• _DATA TO EXAMINE_
--- START ---
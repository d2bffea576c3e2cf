//! Release-name parser. Implements ClassifierPort with plain regexes.
//!
//! Handles captions and filenames such as `Dark.S01E03.720p.mkv`,
//! `Inception 2010 1080p Dual Audio` or `Show S02 E01-E10 Complete`.
//! The title is whatever precedes the first recognised tag.

use crate::domain::{Category, Classification, DomainError, EpisodeRange};
use crate::ports::ClassifierPort;
use lazy_regex::lazy_regex;
use regex::Captures;

static RE_EXTENSION: lazy_regex::Lazy<regex::Regex> =
    lazy_regex!(r"(?i)\.(mkv|mp4|avi|webm|m4v|mov|ts|flv|wmv|3gp)$");
static RE_SEPARATORS: lazy_regex::Lazy<regex::Regex> = lazy_regex!(r"[._()\[\]{}|]+");
static RE_SPACES: lazy_regex::Lazy<regex::Regex> = lazy_regex!(r"\s+");

static RE_SEASON_EPISODE: lazy_regex::Lazy<regex::Regex> =
    lazy_regex!(r"(?i)\bS(\d{1,2})\s*E(\d{1,3})(?:\s*-\s*E?(\d{1,3}))?\b");
static RE_SEASON: lazy_regex::Lazy<regex::Regex> = lazy_regex!(r"(?i)\b(?:S|Season\s*)(\d{1,2})\b");
static RE_EPISODE: lazy_regex::Lazy<regex::Regex> =
    lazy_regex!(r"(?i)\b(?:E|EP|Episode\s*)(\d{1,3})(?:\s*-\s*(?:E|EP)?(\d{1,3}))?\b");
static RE_COMPLETE: lazy_regex::Lazy<regex::Regex> = lazy_regex!(r"(?i)\bcomplete\b");

static RE_YEAR: lazy_regex::Lazy<regex::Regex> = lazy_regex!(r"\b(19\d{2}|20\d{2})\b");
static RE_QUALITY: lazy_regex::Lazy<regex::Regex> =
    lazy_regex!(r"(?i)\b(360p|480p|576p|720p|1080p|1440p|2160p|4k)\b");
static RE_AUDIO: lazy_regex::Lazy<regex::Regex> = lazy_regex!(r"(?i)\b(dual|multi)[\s-]?audio\b");

#[derive(Debug, Default, Clone, Copy)]
pub struct TitleParser;

impl TitleParser {
    pub fn new() -> Self {
        Self
    }
}

impl ClassifierPort for TitleParser {
    fn classify_title(&self, text: &str) -> Result<Classification, DomainError> {
        let norm = normalize(text);
        if norm.is_empty() {
            return Err(DomainError::Classification(format!(
                "nothing to parse in {text:?}"
            )));
        }
        Ok(parse(&norm))
    }
}

/// Drop the extension, turn separators into spaces, collapse whitespace.
fn normalize(text: &str) -> String {
    let text = RE_EXTENSION.replace(text.trim(), "");
    let text = RE_SEPARATORS.replace_all(&text, " ");
    RE_SPACES.replace_all(&text, " ").trim().to_string()
}

fn parse(norm: &str) -> Classification {
    let mut cut = norm.len();
    let mut mark = |start: usize| cut = cut.min(start);

    let mut season = None;
    let mut episodes = None;
    if let Some(c) = RE_SEASON_EPISODE.captures(norm) {
        mark(whole_start(&c));
        season = number(&c, 1);
        episodes = range(number(&c, 2), number(&c, 3));
    } else {
        if let Some(c) = RE_SEASON.captures(norm) {
            mark(whole_start(&c));
            season = number(&c, 1);
        }
        if let Some(c) = RE_EPISODE.captures(norm) {
            mark(whole_start(&c));
            episodes = range(number(&c, 1), number(&c, 2));
        }
    }

    let complete = RE_COMPLETE.find(norm).map(|m| {
        mark(m.start());
    });

    // The last year wins so titles that start with a number keep it.
    let year = RE_YEAR.captures_iter(norm).last().map(|c| {
        mark(whole_start(&c));
        number(&c, 1)
    });

    let quality = RE_QUALITY.find(norm).map(|m| {
        mark(m.start());
        let q = m.as_str();
        if q.eq_ignore_ascii_case("4k") {
            "4K".to_string()
        } else {
            q.to_lowercase()
        }
    });

    let audio = RE_AUDIO.captures(norm).map(|c| {
        mark(whole_start(&c));
        let kind = c.get(1).map(|m| m.as_str().to_lowercase()).unwrap_or_default();
        format!("{} Audio", capitalize(&kind))
    });

    let title = norm[..cut]
        .trim_end_matches(|c: char| c == '-' || c.is_whitespace())
        .to_string();
    let accepted = !title.is_empty();
    let category = if season.is_some() || episodes.is_some() || complete.is_some() {
        Category::Series
    } else if accepted {
        Category::Movie
    } else {
        Category::Unknown
    };

    Classification {
        accepted,
        category,
        season,
        episodes,
        title,
        year: year.flatten(),
        quality,
        audio,
    }
}

fn whole_start(c: &Captures<'_>) -> usize {
    c.get(0).map(|m| m.start()).unwrap_or(usize::MAX)
}

fn number(c: &Captures<'_>, group: usize) -> Option<u16> {
    c.get(group).and_then(|m| m.as_str().parse().ok())
}

fn range(first: Option<u16>, last: Option<u16>) -> Option<EpisodeRange> {
    let first = first?;
    let last = last.filter(|l| *l >= first).unwrap_or(first);
    Some(EpisodeRange { first, last })
}

fn capitalize(s: &str) -> String {
    let mut chars = s.chars();
    match chars.next() {
        Some(c) => c.to_uppercase().chain(chars).collect(),
        None => String::new(),
    }
}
--- END ---
Set every record down again exactly as written.

repository d2bffea576c3e2cf
//! Release-name parser. Implements ClassifierPort with plain regexes.
//!
//! Handles captions and filenames such as `Dark.S01E03.720p.mkv`,
//! `Inception 2010 1080p Dual Audio` or `Show S02 E01-E10 Complete`.
//! The title is whatever precedes the first recognised tag.

use crate::domain::{Category, Classification, DomainError, EpisodeRange};
use crate::ports::ClassifierPort;
use lazy_regex::lazy_regex;
use regex::Captures;

static RE_EXTENSION: lazy_regex::Lazy<regex::Regex> =
    lazy_regex!(r"(?i)\.(mkv|mp4|avi|webm|m4v|mov|ts|flv|wmv|3gp)$");
static RE_SEPARATORS: lazy_regex::Lazy<regex::Regex> = lazy_regex!(r"[._()\[\]{}|]+");
static RE_SPACES: lazy_regex::Lazy<regex::Regex> = lazy_regex!(r"\s+");

static RE_SEASON_EPISODE: lazy_regex::Lazy<regex::Regex> =
    lazy_regex!(r"(?i)\bS(\d{1,2})\s*E(\d{1,3})(?:\s*-\s*E?(\d{1,3}))?\b");
static RE_SEASON: lazy_regex::Lazy<regex::Regex> = lazy_regex!(r"(?i)\b(?:S|Season\s*)(\d{1,2})\b");
static RE_EPISODE: lazy_regex::Lazy<regex::Regex> =
    lazy_regex!(r"(?i)\b(?:E|EP|Episode\s*)(\d{1,3})(?:\s*-\s*(?:E|EP)?(\d{1,3}))?\b");
static RE_COMPLETE: lazy_regex::Lazy<regex::Regex> = lazy_regex!(r"(?i)\bcomplete\b");

static RE_YEAR: lazy_regex::Lazy<regex::Regex> = lazy_regex!(r"\b(19\d{2}|20\d{2})\b");
static RE_QUALITY: lazy_regex::Lazy<regex::Regex> =
    lazy_regex!(r"(?i)\b(360p|480p|576p|720p|1080p|1440p|2160p|4k)\b");
static RE_AUDIO: lazy_regex::Lazy<regex::Regex> = lazy_regex!(r"(?i)\b(dual|multi)[\s-]?audio\b");

#[derive(Debug, Default, Clone, Copy)]
pub struct TitleParser;

impl TitleParser {
    pub fn new() -> Self {
        Self
    }
}

impl ClassifierPort for TitleParser {
    fn classify_title(&self, text: &str) -> Result<Classification, DomainError> {
        let norm = normalize(text);
        if norm.is_empty() {
            return Err(DomainError::Classification(format!(
                "nothing to parse in {text:?}"
            )));
        }
        Ok(parse(&norm))
    }
}

/// Drop the extension, turn separators into spaces, collapse whitespace.
fn normalize(text: &str) -> String {
    let text = RE_EXTENSION.replace(text.trim(), "");
    let text = RE_SEPARATORS.replace_all(&text, " ");
    RE_SPACES.replace_all(&text, " ").trim().to_string()
}

fn parse(norm: &str) -> Classification {
    let mut cut = norm.len();
    let mut mark = |start: usize| cut = cut.min(start);

    let mut season = None;
    let mut episodes = None;
    if let Some(c) = RE_SEASON_EPISODE.captures(norm) {
        mark(whole_start(&c));
        season = number(&c, 1);
        episodes = range(number(&c, 2), number(&c, 3));
    } else {
        if let Some(c) = RE_SEASON.captures(norm) {
            mark(whole_start(&c));
            season = number(&c, 1);
        }
        if let Some(c) = RE_EPISODE.captures(norm) {
            mark(whole_start(&c));
            episodes = range(number(&c, 1), number(&c, 2));
        }
    }

    let complete = RE_COMPLETE.find(norm).map(|m| {
        mark(m.start());
    });

    // The last year wins so titles that start with a number keep it.
    let year = RE_YEAR.captures_iter(norm).last().map(|c| {
        mark(whole_start(&c));
        number(&c, 1)
    });

    let quality = RE_QUALITY.find(norm).map(|m| {
        mark(m.start());
        let q = m.as_str();
        if q.eq_ignore_ascii_case("4k") {
            "4K".to_string()
        } else {
            q.to_lowercase()
        }
    });

    let audio = RE_AUDIO.captures(norm).map(|c| {
        mark(whole_start(&c));
        let kind = c.get(1).map(|m| m.as_str().to_lowercase()).unwrap_or_default();
        format!("{} Audio", capitalize(&kind))
    });

    let title = norm[..cut]
        .trim_end_matches(|c: char| c == '-' || c.is_whitespace())
        .to_string();
    let accepted = !title.is_empty();
    let category = if season.is_some() || episodes.is_some() || complete.is_some() {
        Category::Series
    } else if accepted {
        Category::Movie
    } else {
        Category::Unknown
    };

    Classification {
        accepted,
        category,
        season,
        episodes,
        title,
        year: year.flatten(),
        quality,
        audio,
    }
}

fn whole_start(c: &Captures<'_>) -> usize {
    c.get(0).map(|m| m.start()).unwrap_or(usize::MAX)
}

fn number(c: &Captures<'_>, group: usize) -> Option<u16> {
    c.get(group).and_then(|m| m.as_str().parse().ok())
}

fn range(first: Option<u16>, last: Option<u16>) -> Option<EpisodeRange> {
    let first = first?;
    let last = last.filter(|l| *l >= first).unwrap_or(first);
    Some(EpisodeRange { first, last })
}

fn capitalize(s: &str) -> String {
    let mut chars = s.chars();
    match chars.next() {
        Some(c) => c.to_uppercase().chain(chars).collect(),
        None => String::new(),
    }
}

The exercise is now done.